◆ YOUR GOAL
Copy exactly the lines of the material below that run from the one containing "repository 0e69386c17d5dd78" through the one containing "pub const ESP_NOW: Self". Copy no other lines.
---------- RECORD SET
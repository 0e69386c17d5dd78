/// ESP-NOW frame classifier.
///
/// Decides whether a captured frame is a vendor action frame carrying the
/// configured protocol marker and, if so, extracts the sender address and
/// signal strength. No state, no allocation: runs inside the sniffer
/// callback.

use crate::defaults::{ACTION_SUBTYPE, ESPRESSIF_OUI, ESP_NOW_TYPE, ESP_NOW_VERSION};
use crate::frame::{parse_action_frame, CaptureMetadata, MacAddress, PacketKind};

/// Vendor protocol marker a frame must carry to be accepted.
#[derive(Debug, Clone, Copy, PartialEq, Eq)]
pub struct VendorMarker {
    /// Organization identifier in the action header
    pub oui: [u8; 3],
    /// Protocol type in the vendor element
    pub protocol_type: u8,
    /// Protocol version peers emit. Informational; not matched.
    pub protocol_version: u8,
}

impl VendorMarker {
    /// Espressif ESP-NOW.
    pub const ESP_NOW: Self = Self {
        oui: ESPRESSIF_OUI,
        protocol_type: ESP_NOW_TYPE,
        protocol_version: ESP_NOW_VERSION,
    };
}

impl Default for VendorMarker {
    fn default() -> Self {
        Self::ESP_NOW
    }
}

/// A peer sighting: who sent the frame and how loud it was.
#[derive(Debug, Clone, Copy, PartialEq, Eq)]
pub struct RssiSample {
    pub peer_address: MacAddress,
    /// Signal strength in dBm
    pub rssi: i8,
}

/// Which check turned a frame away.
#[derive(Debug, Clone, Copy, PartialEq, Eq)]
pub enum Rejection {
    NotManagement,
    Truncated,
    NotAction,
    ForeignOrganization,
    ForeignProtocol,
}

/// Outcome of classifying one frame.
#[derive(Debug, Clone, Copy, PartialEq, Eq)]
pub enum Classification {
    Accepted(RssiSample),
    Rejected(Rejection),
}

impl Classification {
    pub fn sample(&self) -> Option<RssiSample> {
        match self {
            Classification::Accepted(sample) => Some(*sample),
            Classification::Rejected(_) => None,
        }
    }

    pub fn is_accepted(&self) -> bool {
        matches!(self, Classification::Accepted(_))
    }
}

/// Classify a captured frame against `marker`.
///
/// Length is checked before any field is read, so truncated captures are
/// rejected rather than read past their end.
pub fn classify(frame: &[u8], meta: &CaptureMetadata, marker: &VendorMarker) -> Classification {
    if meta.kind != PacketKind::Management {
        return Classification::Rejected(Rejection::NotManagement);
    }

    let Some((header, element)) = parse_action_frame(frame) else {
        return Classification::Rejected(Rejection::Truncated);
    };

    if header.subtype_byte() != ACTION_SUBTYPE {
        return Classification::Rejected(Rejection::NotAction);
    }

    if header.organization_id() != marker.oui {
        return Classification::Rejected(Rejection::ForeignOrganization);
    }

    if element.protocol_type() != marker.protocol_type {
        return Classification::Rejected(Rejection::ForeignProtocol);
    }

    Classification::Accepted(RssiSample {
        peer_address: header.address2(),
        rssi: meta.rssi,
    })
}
--------------------
---------- RECORD SET
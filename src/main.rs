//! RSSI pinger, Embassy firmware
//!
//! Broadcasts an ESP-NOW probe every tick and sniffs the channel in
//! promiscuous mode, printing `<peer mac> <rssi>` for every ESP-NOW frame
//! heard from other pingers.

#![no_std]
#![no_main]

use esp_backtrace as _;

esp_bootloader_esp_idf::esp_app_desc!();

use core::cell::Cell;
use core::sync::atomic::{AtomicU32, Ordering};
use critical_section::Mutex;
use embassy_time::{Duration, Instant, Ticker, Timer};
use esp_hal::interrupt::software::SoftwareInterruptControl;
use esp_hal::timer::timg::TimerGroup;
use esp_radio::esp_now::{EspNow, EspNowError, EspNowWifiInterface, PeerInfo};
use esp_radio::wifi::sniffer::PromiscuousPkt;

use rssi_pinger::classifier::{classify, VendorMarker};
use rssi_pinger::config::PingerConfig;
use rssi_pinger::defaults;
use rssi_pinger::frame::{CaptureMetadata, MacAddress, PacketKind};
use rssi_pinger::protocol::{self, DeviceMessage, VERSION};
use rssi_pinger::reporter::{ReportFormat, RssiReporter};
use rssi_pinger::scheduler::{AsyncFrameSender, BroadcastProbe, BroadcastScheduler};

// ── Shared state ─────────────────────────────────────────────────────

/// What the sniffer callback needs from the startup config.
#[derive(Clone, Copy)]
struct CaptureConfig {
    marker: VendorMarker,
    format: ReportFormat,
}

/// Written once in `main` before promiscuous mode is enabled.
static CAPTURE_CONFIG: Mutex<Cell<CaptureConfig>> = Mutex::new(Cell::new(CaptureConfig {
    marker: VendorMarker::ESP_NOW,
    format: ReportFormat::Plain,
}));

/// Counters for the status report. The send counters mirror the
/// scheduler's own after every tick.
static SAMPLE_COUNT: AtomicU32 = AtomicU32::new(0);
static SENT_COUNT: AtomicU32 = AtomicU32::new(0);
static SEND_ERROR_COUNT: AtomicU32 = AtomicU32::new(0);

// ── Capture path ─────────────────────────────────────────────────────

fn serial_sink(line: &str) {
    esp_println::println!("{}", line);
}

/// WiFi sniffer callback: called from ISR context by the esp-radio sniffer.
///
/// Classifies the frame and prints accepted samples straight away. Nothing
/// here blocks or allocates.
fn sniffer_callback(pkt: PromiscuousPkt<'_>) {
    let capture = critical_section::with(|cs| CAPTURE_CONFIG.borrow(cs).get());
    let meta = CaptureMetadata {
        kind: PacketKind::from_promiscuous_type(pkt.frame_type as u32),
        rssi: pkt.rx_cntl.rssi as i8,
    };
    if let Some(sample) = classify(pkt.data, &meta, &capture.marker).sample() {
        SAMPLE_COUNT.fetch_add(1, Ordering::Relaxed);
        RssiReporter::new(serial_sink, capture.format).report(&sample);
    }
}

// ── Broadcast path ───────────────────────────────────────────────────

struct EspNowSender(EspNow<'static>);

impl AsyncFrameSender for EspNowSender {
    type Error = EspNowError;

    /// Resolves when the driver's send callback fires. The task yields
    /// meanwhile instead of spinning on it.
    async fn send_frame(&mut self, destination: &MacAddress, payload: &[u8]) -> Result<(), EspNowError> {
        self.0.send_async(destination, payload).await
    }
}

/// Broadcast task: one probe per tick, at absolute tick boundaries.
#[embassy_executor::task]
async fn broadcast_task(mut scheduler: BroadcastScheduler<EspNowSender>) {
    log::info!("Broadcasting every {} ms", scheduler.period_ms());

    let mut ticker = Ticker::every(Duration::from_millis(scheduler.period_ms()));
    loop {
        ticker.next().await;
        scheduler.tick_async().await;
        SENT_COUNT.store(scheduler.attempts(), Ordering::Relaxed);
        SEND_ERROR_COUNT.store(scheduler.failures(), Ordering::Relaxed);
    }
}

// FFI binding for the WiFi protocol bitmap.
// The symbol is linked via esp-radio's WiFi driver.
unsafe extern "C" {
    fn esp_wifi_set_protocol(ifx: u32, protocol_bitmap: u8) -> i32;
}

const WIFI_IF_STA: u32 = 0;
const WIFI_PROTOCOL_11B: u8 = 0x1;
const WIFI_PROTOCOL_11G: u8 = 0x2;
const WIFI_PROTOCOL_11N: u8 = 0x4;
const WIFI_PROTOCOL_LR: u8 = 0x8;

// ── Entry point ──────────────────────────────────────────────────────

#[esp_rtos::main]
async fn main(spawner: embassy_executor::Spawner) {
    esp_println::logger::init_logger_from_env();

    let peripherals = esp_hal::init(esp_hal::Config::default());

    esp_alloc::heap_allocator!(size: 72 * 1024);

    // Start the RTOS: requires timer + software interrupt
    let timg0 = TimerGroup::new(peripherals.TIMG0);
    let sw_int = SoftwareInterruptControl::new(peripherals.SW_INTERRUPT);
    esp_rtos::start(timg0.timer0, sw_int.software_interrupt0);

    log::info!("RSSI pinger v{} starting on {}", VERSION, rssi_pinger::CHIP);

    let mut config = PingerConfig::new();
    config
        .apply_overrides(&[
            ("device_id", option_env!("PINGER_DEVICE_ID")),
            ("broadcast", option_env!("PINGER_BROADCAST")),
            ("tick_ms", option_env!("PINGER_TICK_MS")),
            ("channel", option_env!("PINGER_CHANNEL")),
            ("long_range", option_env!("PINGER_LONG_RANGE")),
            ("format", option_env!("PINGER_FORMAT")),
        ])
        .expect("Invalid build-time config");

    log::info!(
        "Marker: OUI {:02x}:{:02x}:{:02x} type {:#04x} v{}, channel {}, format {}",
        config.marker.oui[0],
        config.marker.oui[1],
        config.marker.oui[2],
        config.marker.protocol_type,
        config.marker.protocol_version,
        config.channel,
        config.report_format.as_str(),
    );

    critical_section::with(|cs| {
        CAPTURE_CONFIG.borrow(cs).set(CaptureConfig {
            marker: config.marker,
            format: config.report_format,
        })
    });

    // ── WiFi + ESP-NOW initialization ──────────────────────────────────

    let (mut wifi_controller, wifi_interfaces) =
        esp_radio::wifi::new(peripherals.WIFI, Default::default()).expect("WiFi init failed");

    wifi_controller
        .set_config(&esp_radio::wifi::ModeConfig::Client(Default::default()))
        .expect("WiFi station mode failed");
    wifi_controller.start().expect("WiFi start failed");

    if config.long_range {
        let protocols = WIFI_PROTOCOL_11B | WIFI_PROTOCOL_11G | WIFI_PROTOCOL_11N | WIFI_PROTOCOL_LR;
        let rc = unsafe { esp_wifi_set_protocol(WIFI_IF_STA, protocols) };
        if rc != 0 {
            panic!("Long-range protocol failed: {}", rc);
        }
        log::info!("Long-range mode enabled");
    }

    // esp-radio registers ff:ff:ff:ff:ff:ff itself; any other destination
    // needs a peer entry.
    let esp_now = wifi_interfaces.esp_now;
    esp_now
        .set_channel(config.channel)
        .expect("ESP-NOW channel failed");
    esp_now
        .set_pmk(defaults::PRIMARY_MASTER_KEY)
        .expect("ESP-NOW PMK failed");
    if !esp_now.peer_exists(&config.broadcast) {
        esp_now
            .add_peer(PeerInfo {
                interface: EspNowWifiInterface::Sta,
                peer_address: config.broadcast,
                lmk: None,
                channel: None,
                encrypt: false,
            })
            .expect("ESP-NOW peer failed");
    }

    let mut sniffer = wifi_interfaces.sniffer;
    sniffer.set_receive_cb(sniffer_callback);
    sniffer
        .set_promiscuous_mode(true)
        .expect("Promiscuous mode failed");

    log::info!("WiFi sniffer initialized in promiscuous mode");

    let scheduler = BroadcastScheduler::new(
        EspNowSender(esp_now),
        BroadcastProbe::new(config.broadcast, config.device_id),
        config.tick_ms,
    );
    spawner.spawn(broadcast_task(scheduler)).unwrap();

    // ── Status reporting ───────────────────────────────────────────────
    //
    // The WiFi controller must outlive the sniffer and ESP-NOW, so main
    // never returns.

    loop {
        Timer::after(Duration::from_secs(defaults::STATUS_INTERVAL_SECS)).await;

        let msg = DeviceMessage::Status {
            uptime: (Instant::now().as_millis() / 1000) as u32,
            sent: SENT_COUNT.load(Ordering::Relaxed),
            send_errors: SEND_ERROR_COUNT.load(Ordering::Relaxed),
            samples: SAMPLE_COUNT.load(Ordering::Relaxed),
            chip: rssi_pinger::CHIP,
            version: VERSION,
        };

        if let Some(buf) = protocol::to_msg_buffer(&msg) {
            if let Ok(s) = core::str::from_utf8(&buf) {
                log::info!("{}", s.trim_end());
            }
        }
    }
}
--------------------
◆ EXERCISE RESPONSE
repository 0e69386c17d5dd78
/// ESP-NOW frame classifier.
///
/// Decides whether a captured frame is a vendor action frame carrying the
/// configured protocol marker and, if so, extracts the sender address and
/// signal strength. No state, no allocation: runs inside the sniffer
/// callback.

use crate::defaults::{ACTION_SUBTYPE, ESPRESSIF_OUI, ESP_NOW_TYPE, ESP_NOW_VERSION};
use crate::frame::{parse_action_frame, CaptureMetadata, MacAddress, PacketKind};

/// Vendor protocol marker a frame must carry to be accepted.
#[derive(Debug, Clone, Copy, PartialEq, Eq)]
pub struct VendorMarker {
    /// Organization identifier in the action header
    pub oui: [u8; 3],
    /// Protocol type in the vendor element
    pub protocol_type: u8,
    /// Protocol version peers emit. Informational; not matched.
    pub protocol_version: u8,
}

impl VendorMarker {
    /// Espressif ESP-NOW.
    pub const ESP_NOW: Self = Self {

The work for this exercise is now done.